Figure 2 | Feature distribution of mapped reads from Whole Transcriptome mRNA-Seq for different sample types. The majority of reads generated from both samples type, using RNA from cell lines and from blood samples, map to exonic sequences. However, the overall distribution of reads classified as exogenic, intronic, and intergenic is changed depending on the sample type.

For example, data generated from poly(A)-selected RNA typically reflects mature mRNAs with a lower intronic and intergenic read fraction. Due to the possibility to capture pre-mature mRNA, intron-inclusion events, and the quality of the annotation itself, a certain level of intronic and intergenic reads is to be expected, whereby the intronic read percentage should be higher than the intergenic read percentage. For data generated from rRNA-depleted samples more intronic and intergenic reads are expected as this method also captures transcripts occupying this space, e.g., long (intergenic) non-coding RNAs (lncRNAs and lincRNAs). Further, commonly observed read distribution is also influenced by the sample itself. For example, RNA-Seq libraries generated from blood samples naturally show a higher distribution of reads over the intronic and intergenic space⁴ (Fig. 2).

A high percentage of intronic or intergenic mapping reads for samples types that routinely show lower values can indicate genomic DNA contamination (most common for WTS data, see also Chapter 5 – DNase: To Treat or Not to Treat). Further, for data obtained from 3’ -Seq libraries, such statistics can hint to mis-hybridization where oligo(dT) primers are re-directed from the poly(A) tails of mRNAs and prime to A-rich sequences present in rRNA.

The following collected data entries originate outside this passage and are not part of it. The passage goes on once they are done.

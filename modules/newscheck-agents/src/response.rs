//! Response payloads and the strict parser every agent goes through.
//!
//! A response must be one bare JSON object with exactly the documented keys.
//! Markdown fences, surrounding prose and extra keys are all rejected.

use schemars::JsonSchema;
use serde::de::DeserializeOwned;
use serde::Deserialize;

use newscheck_common::{AlignmentLabel, VerdictCategory};

use crate::AgentError;

#[derive(Debug, Clone, PartialEq, Eq, Deserialize, JsonSchema)]
#[serde(deny_unknown_fields)]
pub struct FilterResponse {
    /// Number of context entries containing the headline word by word.
    pub times: u32,
}

#[derive(Debug, Clone, PartialEq, Eq, Deserialize, JsonSchema)]
#[serde(deny_unknown_fields)]
pub struct HeadlineResponse {
    pub label: AlignmentLabel,
}

#[derive(Debug, Clone, PartialEq, Eq, Deserialize, JsonSchema)]
#[serde(deny_unknown_fields)]
pub struct DecisionResponse {
    pub category: VerdictCategory,
    pub reasoning: String,
}

pub fn parse_strict<T: DeserializeOwned>(agent: &'static str, raw: &str) -> Result<T, AgentError> {
    if !ai_client::is_bare_json_object(raw) {
        return Err(AgentError::Parse {
            agent,
            reason: format!("expected a bare JSON object, got: {}", preview(raw)),
        });
    }
    serde_json::from_str(raw.trim()).map_err(|e| AgentError::Parse {
        agent,
        reason: e.to_string(),
    })
}

fn preview(raw: &str) -> String {
    let head = ai_client::truncate_to_char_boundary(raw.trim(), 80);
    if head.len() < raw.trim().len() {
        format!("{head}...")
    } else {
        head.to_string()
    }
}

Ribosomal RNA as Indicator for Library Complexity

Another important metric to examine is the percentage of ribosomal RNA (rRNA) mapping reads. While total RNA is composed of 80-98 % rRNA, quality mRNA-Seq libraries typically contain no more than single digit percentages of rRNA mapping reads.

For example, 3’ mRNA-Seq libraries, such as QuantSeq libraries, typically contain ~3-5 % rRNA mapping reads as mitochondrial rRNA transcripts contain poly(A) tails and will be captured by oligo(dT) priming together with polyadenylated mRNAs. In contrast, rRNA depleted WTS libraries, such as CORALL libraries after depletion with RiboCop, typically contain <1 % rRNA mapping reads. The content of reads derived from rRNA observed in sequencing experiments is largely dependent on the sample itself, the RNA quality and quantity, enrichment, and library preparation method. This metric should always be interpreted in relation to expected and typically observed results.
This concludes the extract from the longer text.